Sein Rentenanspruch von früher beträgt 126 Euro.

„Das bedeutet für mich, dass ich mein Leben lang auf den Staat angewiesen bin. Also auf die Grundsicherung“, erzählt er uns. „Ich habe körperlich wirklich sehr hart gearbeitet. Und man hat dann seine Haftzeit abgesessen. Und dann sieht man, es ist nichts in die Rente eingezahlt. Dann fühle ich das als doppelte Bestrafung.“ Denn seine Strafe war die Haft, nicht lebenslange Armut.

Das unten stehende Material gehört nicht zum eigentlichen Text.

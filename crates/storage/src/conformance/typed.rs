use std::collections::BTreeMap;

use serde_json::json;

use super::{check, TestResult};
use crate::{load, save, KeyValueStore, StorageError};

pub(super) fn run_typed_tests<S, F>(factory: &F) -> Vec<TestResult>
where
    S: KeyValueStore,
    F: Fn() -> S,
{
    vec![
        TestResult::from_result("typed", "save_then_load", save_then_load(factory())),
        TestResult::from_result("typed", "load_missing_is_none", load_missing_is_none(factory())),
        TestResult::from_result(
            "typed",
            "load_wrong_shape_is_serialization_error",
            load_wrong_shape_is_serialization_error(factory()),
        ),
    ]
}

fn save_then_load(store: impl KeyValueStore) -> Result<(), String> {
    let mut map = BTreeMap::new();
    map.insert("a".to_string(), 1_i64);
    map.insert("b".to_string(), 2_i64);
    save(&store, "map", &map).map_err(|e| e.to_string())?;
    let back: Option<BTreeMap<String, i64>> = load(&store, "map").map_err(|e| e.to_string())?;
    check(back == Some(map), format!("round trip mismatch: {:?}", back))
}

fn load_missing_is_none(store: impl KeyValueStore) -> Result<(), String> {
    let back: Option<u64> = load(&store, "missing").map_err(|e| e.to_string())?;
    check(back.is_none(), "expected None")
}

fn load_wrong_shape_is_serialization_error(store: impl KeyValueStore) -> Result<(), String> {
    store.put("n", json!("text")).map_err(|e| e.to_string())?;
    match load::<u64>(&store, "n") {
        Err(StorageError::Serialization { key, .. }) => {
            check(key == "n", format!("error names key '{}'", key))
        }
        other => Err(format!("expected Serialization error, got {:?}", other)),
    }
}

NRWs Justizminister und Christdemokrat Peter Biesenbach, übrigens mit seinen 73 Jahren Deutschlands ältester Justizminister, findet diesen Zustand richtig.

Hardliner Peter Biesenbach (73, CDU), Justizminister von Nordrhein-Westfalen © Land NRW/R. Sondermann
Hardliner Peter Biesenbach (73, CDU), Justizminister von Nordrhein-Westfalen © Land NRW/R. Sondermann

„Es geht nicht darum, dem Häftling möglichst viel zu zahlen“, argumentiert NRW-Justizminister Peter Biesenbach. „Sondern Ziel ist, den Häftling dazu zu bringen, nachher ein soziales Leben zu führen. Und das straffrei.“

Resozialisierung durch Niedriglohn in der Gefangenenarbeit?

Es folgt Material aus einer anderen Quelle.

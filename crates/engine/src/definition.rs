//! Campaign set definitions.
//!
//! Decodes the JSON shipped by the campaign backend into a [`CampaignSet`].
//! The document shape:
//!
//! ```json
//! {
//!   "capping": { "session": 2, "time": [{ "views": 1, "duration": 3600 }] },
//!   "campaigns": [{
//!     "id": "spring-sale",
//!     "priority": 10,
//!     "format": "current",
//!     "triggers": [{ "type": "event", "name": "OPEN", "label": "home" }],
//!     "quietHours": { "start": "22:00", "end": "07:30", "days": [0, 6] },
//!     "minDisplayInterval": 600,
//!     "maxViews": 3,
//!     "startsAt": "2024-03-01T00:00:00Z",
//!     "requiresJitSync": false,
//!     "payload": {}
//!   }]
//! }
//! ```
//!
//! A malformed document is an error. A malformed campaign inside a valid
//! document is logged and skipped so one bad entry cannot block the set.

use std::collections::HashSet;

use serde::Deserialize;
use time::format_description::well_known::Rfc3339;
use time::{Duration, OffsetDateTime};

use crate::campaign::{Campaign, CampaignFormat, CampaignSet, Capping, TimeWindowCap};
use crate::error::EngineError;
use crate::quiet_hours::{QuietHours, TimeOfDay};
use crate::trigger::Trigger;

// ──────────────────────────────────────────────
// Wire shapes
// ──────────────────────────────────────────────

#[derive(Debug, Deserialize)]
struct RawCampaignSet {
    #[serde(default)]
    capping: Option<RawCapping>,
    #[serde(default)]
    campaigns: Vec<serde_json::Value>,
}

#[derive(Debug, Deserialize)]
struct RawCapping {
    #[serde(default)]
    session: Option<u32>,
    #[serde(default)]
    time: Vec<RawTimeWindow>,
}

#[derive(Debug, Deserialize)]
struct RawTimeWindow {
    views: u32,
    /// Seconds.
    duration: i64,
}

#[derive(Debug, Deserialize)]
#[serde(rename_all = "camelCase")]
struct RawCampaign {
    id: String,
    #[serde(default)]
    priority: i64,
    #[serde(default)]
    format: CampaignFormat,
    #[serde(default)]
    triggers: Vec<RawTrigger>,
    #[serde(default)]
    quiet_hours: Option<RawQuietHours>,
    #[serde(default)]
    min_display_interval: u64,
    #[serde(default)]
    max_views: Option<u32>,
    #[serde(default)]
    starts_at: Option<String>,
    #[serde(default)]
    ends_at: Option<String>,
    #[serde(default)]
    requires_jit_sync: bool,
    #[serde(default)]
    payload: serde_json::Value,
}

#[derive(Debug, Deserialize)]
#[serde(tag = "type", rename_all = "snake_case")]
enum RawTrigger {
    Event {
        name: String,
        #[serde(default)]
        label: Option<String>,
        #[serde(default)]
        attributes: Option<serde_json::Value>,
    },
    NextSession,
    SessionStart,
    CampaignsRefreshed,
    Condition {
        #[serde(default)]
        event: Option<String>,
        rule: String,
    },
}

#[derive(Debug, Deserialize)]
struct RawQuietHours {
    start: String,
    end: String,
    #[serde(default)]
    days: Vec<u8>,
}

// ──────────────────────────────────────────────
// Conversion
// ──────────────────────────────────────────────

impl CampaignSet {
    pub fn from_json_str(src: &str) -> Result<Self, EngineError> {
        let value: serde_json::Value = serde_json::from_str(src)
            .map_err(|e| EngineError::definition(format!("not valid JSON: {}", e)))?;
        Self::from_json(value)
    }

    pub fn from_json(value: serde_json::Value) -> Result<Self, EngineError> {
        let raw: RawCampaignSet = serde_json::from_value(value)
            .map_err(|e| EngineError::definition(e.to_string()))?;

        let capping = raw.capping.map(|c| {
            Capping::new(
                c.session,
                c.time.into_iter().map(|w| TimeWindowCap {
                    max_views: w.views,
                    window: Duration::seconds(w.duration),
                }),
            )
        });

        let mut seen = HashSet::new();
        let mut campaigns = Vec::with_capacity(raw.campaigns.len());
        for (index, entry) in raw.campaigns.into_iter().enumerate() {
            match decode_campaign(entry) {
                Ok(campaign) => {
                    if !seen.insert(campaign.id.clone()) {
                        tracing::warn!(id = %campaign.id, "duplicate campaign id, keeping the first");
                        continue;
                    }
                    campaigns.push(campaign);
                }
                Err(e) => {
                    tracing::warn!(index, error = %e, "skipping invalid campaign");
                }
            }
        }

        tracing::debug!(count = campaigns.len(), "decoded campaign set");
        Ok(CampaignSet::new(campaigns, capping))
    }
}

fn decode_campaign(entry: serde_json::Value) -> Result<Campaign, EngineError> {
    let raw: RawCampaign =
        serde_json::from_value(entry).map_err(|e| EngineError::definition(e.to_string()))?;
    if raw.id.is_empty() {
        return Err(EngineError::definition("campaign id is empty"));
    }

    let quiet_hours = match raw.quiet_hours {
        Some(q) if q.days.iter().any(|d| *d > 6) => {
            return Err(EngineError::definition(format!(
                "quietHours days must be 0-6, got {:?}",
                q.days
            )));
        }
        Some(q) => Some(QuietHours::new(
            TimeOfDay::parse(&q.start)?,
            TimeOfDay::parse(&q.end)?,
            q.days,
        )),
        None => None,
    };

    let triggers = raw
        .triggers
        .into_iter()
        .map(|t| match t {
            RawTrigger::Event {
                name,
                label,
                attributes,
            } => Trigger::Event {
                name,
                label,
                attributes,
            },
            RawTrigger::NextSession => Trigger::NextSession,
            RawTrigger::SessionStart => Trigger::SessionStart,
            RawTrigger::CampaignsRefreshed => Trigger::CampaignsRefreshed,
            RawTrigger::Condition { event, rule } => Trigger::condition(event.as_deref(), &rule),
        })
        .collect();

    let min_display_interval = i64::try_from(raw.min_display_interval)
        .map(Duration::seconds)
        .map_err(|_| EngineError::definition("minDisplayInterval out of range"))?;

    Ok(Campaign {
        id: raw.id,
        priority: raw.priority,
        format: raw.format,
        triggers,
        quiet_hours,
        min_display_interval,
        max_views: raw.max_views,
        starts_at: raw.starts_at.as_deref().map(parse_timestamp).transpose()?,
        ends_at: raw.ends_at.as_deref().map(parse_timestamp).transpose()?,
        requires_jit_sync: raw.requires_jit_sync,
        display_payload: raw.payload,
    })
}

fn parse_timestamp(s: &str) -> Result<OffsetDateTime, EngineError> {
    OffsetDateTime::parse(s, &Rfc3339)
        .map_err(|e| EngineError::definition(format!("invalid timestamp '{}': {}", s, e)))
}

#[cfg(test)]
mod tests {
    use super::*;
    use serde_json::json;
    use time::macros::datetime;

    #[test]
    fn decodes_full_campaign() {
        let set = CampaignSet::from_json(json!({
            "capping": {"session": 2, "time": [{"views": 1, "duration": 3600}, {"views": 0, "duration": 60}]},
            "campaigns": [{
                "id": "spring",
                "priority": 10,
                "format": "legacy",
                "triggers": [
                    {"type": "event", "name": "OPEN", "label": "home"},
                    {"type": "next_session"},
                    {"type": "condition", "rule": "(= `c.plan` \"pro\")"}
                ],
                "quietHours": {"start": "22:00", "end": "07:30", "days": [0, 6]},
                "minDisplayInterval": 600,
                "maxViews": 3,
                "startsAt": "2024-03-01T00:00:00Z",
                "endsAt": "2024-04-01T00:00:00+02:00",
                "requiresJitSync": true,
                "payload": {"title": "Spring"}
            }]
        }))
        .unwrap();

        let capping = set.capping.as_ref().unwrap();
        assert_eq!(capping.session_limit(), Some(2));
        assert_eq!(capping.time_windows().len(), 1);

        let c = &set.campaigns[0];
        assert_eq!(c.id, "spring");
        assert_eq!(c.format, CampaignFormat::Legacy);
        assert_eq!(c.triggers.len(), 3);
        assert!(matches!(c.triggers[2], Trigger::Condition { .. }));
        assert_eq!(c.min_display_interval, Duration::minutes(10));
        assert_eq!(c.max_views, Some(3));
        assert_eq!(c.starts_at, Some(datetime!(2024-03-01 0:00 UTC)));
        assert_eq!(c.ends_at, Some(datetime!(2024-04-01 0:00 +02:00)));
        assert!(c.requires_jit_sync);
        assert_eq!(c.display_payload, json!({"title": "Spring"}));
        let q = c.quiet_hours.as_ref().unwrap();
        assert_eq!((q.start().hour(), q.end().minute()), (22, 30));
    }

    #[test]
    fn minimal_campaign_uses_defaults() {
        let set = CampaignSet::from_json_str(r#"{"campaigns": [{"id": "a"}]}"#).unwrap();
        let c = &set.campaigns[0];
        assert_eq!(c.priority, 0);
        assert_eq!(c.format, CampaignFormat::Current);
        assert!(c.triggers.is_empty());
        assert!(!c.requires_jit_sync);
        assert!(set.capping.is_none());
    }

    #[test]
    fn invalid_campaigns_are_skipped() {
        let set = CampaignSet::from_json(json!({
            "campaigns": [
                {"id": "ok"},
                {"priority": 3},
                {"id": "bad-hours", "quietHours": {"start": "25:00", "end": "07:00"}},
                {"id": "bad-days", "quietHours": {"start": "22:00", "end": "07:00", "days": [9]}},
                {"id": "bad-trigger", "triggers": [{"type": "teleport"}]},
                {"id": "bad-date", "startsAt": "yesterday"},
                {"id": "ok"}
            ]
        }))
        .unwrap();
        let ids: Vec<_> = set.campaigns.iter().map(|c| c.id.as_str()).collect();
        assert_eq!(ids, vec!["ok"]);
    }

    #[test]
    fn unparsable_rule_becomes_never() {
        let set = CampaignSet::from_json(json!({
            "campaigns": [{"id": "a", "triggers": [{"type": "condition", "rule": "(and true"}]}]
        }))
        .unwrap();
        assert!(matches!(set.campaigns[0].triggers[0], Trigger::Never { .. }));
    }

    #[test]
    fn malformed_document_is_an_error() {
        assert!(CampaignSet::from_json_str("not json").is_err());
        assert!(CampaignSet::from_json(json!({"campaigns": 3})).is_err());
    }
}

Zynisch, findet das Dr. Thomas Galli. Der ehemalige Gefängnisleiter stieg vor fünf Jahren aus. Er wollte das System nicht mehr mittragen.

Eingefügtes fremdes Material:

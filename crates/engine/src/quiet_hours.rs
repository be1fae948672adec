use std::collections::BTreeSet;

use time::OffsetDateTime;

use crate::error::EngineError;

#[derive(Debug, Clone, Copy, PartialEq, Eq, PartialOrd, Ord)]
pub struct TimeOfDay {
    hour: u8,
    minute: u8,
}

impl TimeOfDay {
    pub fn new(hour: u8, minute: u8) -> Result<Self, EngineError> {
        if hour > 23 || minute > 59 {
            return Err(EngineError::definition(format!(
                "invalid time of day {:02}:{:02}",
                hour, minute
            )));
        }
        Ok(TimeOfDay { hour, minute })
    }

    /// Parses `HH:MM`.
    pub fn parse(s: &str) -> Result<Self, EngineError> {
        let (h, m) = s
            .split_once(':')
            .ok_or_else(|| EngineError::definition(format!("expected HH:MM, got '{}'", s)))?;
        let hour = h
            .trim()
            .parse::<u8>()
            .map_err(|_| EngineError::definition(format!("invalid hour in '{}'", s)))?;
        let minute = m
            .trim()
            .parse::<u8>()
            .map_err(|_| EngineError::definition(format!("invalid minute in '{}'", s)))?;
        Self::new(hour, minute)
    }

    pub fn hour(&self) -> u8 {
        self.hour
    }

    pub fn minute(&self) -> u8 {
        self.minute
    }

    fn minutes_since_midnight(&self) -> u16 {
        self.hour as u16 * 60 + self.minute as u16
    }
}

/// Recurring daily window during which a campaign must not be shown.
///
/// `days` uses 0 = Sunday through 6 = Saturday; an empty set means every
/// day. The window is `[start, end)` and wraps past midnight when `end`
/// is before `start`. Day membership is checked against the day of the
/// instant being tested.
#[derive(Debug, Clone, PartialEq, Eq)]
pub struct QuietHours {
    start: TimeOfDay,
    end: TimeOfDay,
    days: BTreeSet<u8>,
}

impl QuietHours {
    /// Day numbers above 6 are dropped.
    pub fn new(start: TimeOfDay, end: TimeOfDay, days: impl IntoIterator<Item = u8>) -> Self {
        QuietHours {
            start,
            end,
            days: days.into_iter().filter(|d| *d <= 6).collect(),
        }
    }

    pub fn start(&self) -> TimeOfDay {
        self.start
    }

    pub fn end(&self) -> TimeOfDay {
        self.end
    }

    pub fn days(&self) -> &BTreeSet<u8> {
        &self.days
    }

    /// Whether `at` (in its own offset) falls inside the window.
    pub fn contains(&self, at: OffsetDateTime) -> bool {
        let day = at.weekday().number_days_from_sunday();
        if !self.days.is_empty() && !self.days.contains(&day) {
            return false;
        }
        let now = at.hour() as u16 * 60 + at.minute() as u16;
        let start = self.start.minutes_since_midnight();
        let end = self.end.minutes_since_midnight();
        if start == end {
            false
        } else if start < end {
            now >= start && now < end
        } else {
            now >= start || now < end
        }
    }
}

#[cfg(test)]
mod tests {
    use super::*;
    use time::macros::datetime;

    fn tod(s: &str) -> TimeOfDay {
        TimeOfDay::parse(s).unwrap()
    }

    #[test]
    fn daytime_window() {
        let q = QuietHours::new(tod("12:00"), tod("14:30"), []);
        assert!(!q.contains(datetime!(2024-03-06 11:59 UTC)));
        assert!(q.contains(datetime!(2024-03-06 12:00 UTC)));
        assert!(q.contains(datetime!(2024-03-06 14:29 UTC)));
        assert!(!q.contains(datetime!(2024-03-06 14:30 UTC)));
    }

    #[test]
    fn overnight_window_wraps_past_midnight() {
        let q = QuietHours::new(tod("22:00"), tod("07:00"), []);
        assert!(q.contains(datetime!(2024-03-06 23:15 UTC)));
        assert!(q.contains(datetime!(2024-03-07 03:00 UTC)));
        assert!(!q.contains(datetime!(2024-03-07 07:00 UTC)));
        assert!(!q.contains(datetime!(2024-03-07 12:00 UTC)));
    }

    #[test]
    fn day_mask_restricts_window() {
        // 2024-03-03 is a Sunday, 2024-03-04 a Monday.
        let q = QuietHours::new(tod("00:00"), tod("23:59"), [0, 6]);
        assert!(q.contains(datetime!(2024-03-03 10:00 UTC)));
        assert!(!q.contains(datetime!(2024-03-04 10:00 UTC)));
    }

    #[test]
    fn uses_the_offset_of_the_instant() {
        let q = QuietHours::new(tod("09:00"), tod("10:00"), []);
        assert!(q.contains(datetime!(2024-03-04 09:30 +02:00)));
        assert!(!q.contains(datetime!(2024-03-04 09:30 +02:00).to_offset(time::UtcOffset::UTC)));
    }

    #[test]
    fn empty_window_never_matches_and_invalid_days_are_dropped() {
        let q = QuietHours::new(tod("08:00"), tod("08:00"), [1, 9]);
        assert!(!q.contains(datetime!(2024-03-04 08:00 UTC)));
        assert_eq!(q.days().len(), 1);
    }

    #[test]
    fn rejects_invalid_times() {
        assert!(TimeOfDay::parse("24:00").is_err());
        assert!(TimeOfDay::parse("12:60").is_err());
        assert!(TimeOfDay::parse("noon").is_err());
    }
}
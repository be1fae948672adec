//! JSON-file store: the whole key space is one JSON object on disk,
//! rewritten on every mutation through a sibling temp file and a rename.

use std::collections::BTreeMap;
use std::fs;
use std::path::{Path, PathBuf};
use std::sync::Mutex;

use crate::error::StorageError;
use crate::traits::KeyValueStore;

#[derive(Debug)]
pub struct JsonFileStore {
    path: PathBuf,
    entries: Mutex<BTreeMap<String, serde_json::Value>>,
}

impl JsonFileStore {
    /// Open the store at `path`, creating an empty one if the file is absent.
    pub fn open(path: impl AsRef<Path>) -> Result<Self, StorageError> {
        let path = path.as_ref().to_path_buf();
        let entries = match fs::read_to_string(&path) {
            Ok(text) if text.trim().is_empty() => BTreeMap::new(),
            Ok(text) => serde_json::from_str(&text).map_err(|e| {
                StorageError::Backend(format!(
                    "corrupt store file {}: {}",
                    path.display(),
                    e
                ))
            })?,
            Err(e) if e.kind() == std::io::ErrorKind::NotFound => BTreeMap::new(),
            Err(source) => {
                return Err(StorageError::Io {
                    path: path.display().to_string(),
                    source,
                });
            }
        };
        tracing::debug!(path = %path.display(), keys = entries.len(), "opened json store");
        Ok(JsonFileStore {
            path,
            entries: Mutex::new(entries),
        })
    }

    pub fn path(&self) -> &Path {
        &self.path
    }

    fn io_err(&self, source: std::io::Error) -> StorageError {
        StorageError::Io {
            path: self.path.display().to_string(),
            source,
        }
    }

    fn flush(&self, entries: &BTreeMap<String, serde_json::Value>) -> Result<(), StorageError> {
        let text = serde_json::to_string_pretty(entries)
            .map_err(|e| StorageError::Backend(format!("cannot encode store: {}", e)))?;
        if let Some(parent) = self.path.parent() {
            if !parent.as_os_str().is_empty() {
                fs::create_dir_all(parent).map_err(|e| self.io_err(e))?;
            }
        }
        let tmp = self.path.with_extension("json.tmp");
        fs::write(&tmp, text).map_err(|e| self.io_err(e))?;
        fs::rename(&tmp, &self.path).map_err(|e| self.io_err(e))?;
        Ok(())
    }

    fn mutate(
        &self,
        f: impl FnOnce(&mut BTreeMap<String, serde_json::Value>),
    ) -> Result<(), StorageError> {
        let mut entries = self
            .entries
            .lock()
            .map_err(|_| StorageError::Backend("file store lock poisoned".to_string()))?;
        let mut next = entries.clone();
        f(&mut next);
        self.flush(&next)?;
        *entries = next;
        Ok(())
    }
}

impl KeyValueStore for JsonFileStore {
    fn get(&self, key: &str) -> Result<Option<serde_json::Value>, StorageError> {
        let entries = self
            .entries
            .lock()
            .map_err(|_| StorageError::Backend("file store lock poisoned".to_string()))?;
        Ok(entries.get(key).cloned())
    }

    fn put(&self, key: &str, value: serde_json::Value) -> Result<(), StorageError> {
        self.mutate(|entries| {
            entries.insert(key.to_string(), value);
        })
    }

    fn remove(&self, key: &str) -> Result<(), StorageError> {
        self.mutate(|entries| {
            entries.remove(key);
        })
    }

    fn keys(&self) -> Result<Vec<String>, StorageError> {
        let entries = self
            .entries
            .lock()
            .map_err(|_| StorageError::Backend("file store lock poisoned".to_string()))?;
        Ok(entries.keys().cloned().collect())
    }
}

Dr. Thomas Galli, Rechtsanwalt in Augsburg für Vollzugsstrafrecht, war 15 Jahre lang in leitenden Funktionen in deutschen Gefängnissen, 2016 stieg er aus, weil er das System nicht mehr mittragen wollte und schrieb 2019 das Buch „Endstation Knast“ © Amazon.de
Dr. Thomas Galli, Rechtsanwalt in Augsburg für Vollzugsstrafrecht, war 15 Jahre lang in leitenden Funktionen in deutschen Gefängnissen, 2016 stieg er aus, weil er das System nicht mehr mittragen wollte und schrieb 2019 das Buch „Endstation Knast“ © Amazon.de

Heute ist Dr. Galli Rechtsanwalt für Vollzugsstrafrecht in Augsburg und ein scharfer Kritiker: „In Deutschland ist es tatsächlich so, dass die Resozialisierung faktisch eine untergeordnete Rolle spielt. Im Strafvollzug geht es immer noch primär darum, dass die Straffälligen ihre Schuld verbüßen. Daran wird die Länge des Strafvollzugs bemessen.“

Hinzu kommt: Gefangene können Waren des täglichen Bedarfs nur überteuert kaufen.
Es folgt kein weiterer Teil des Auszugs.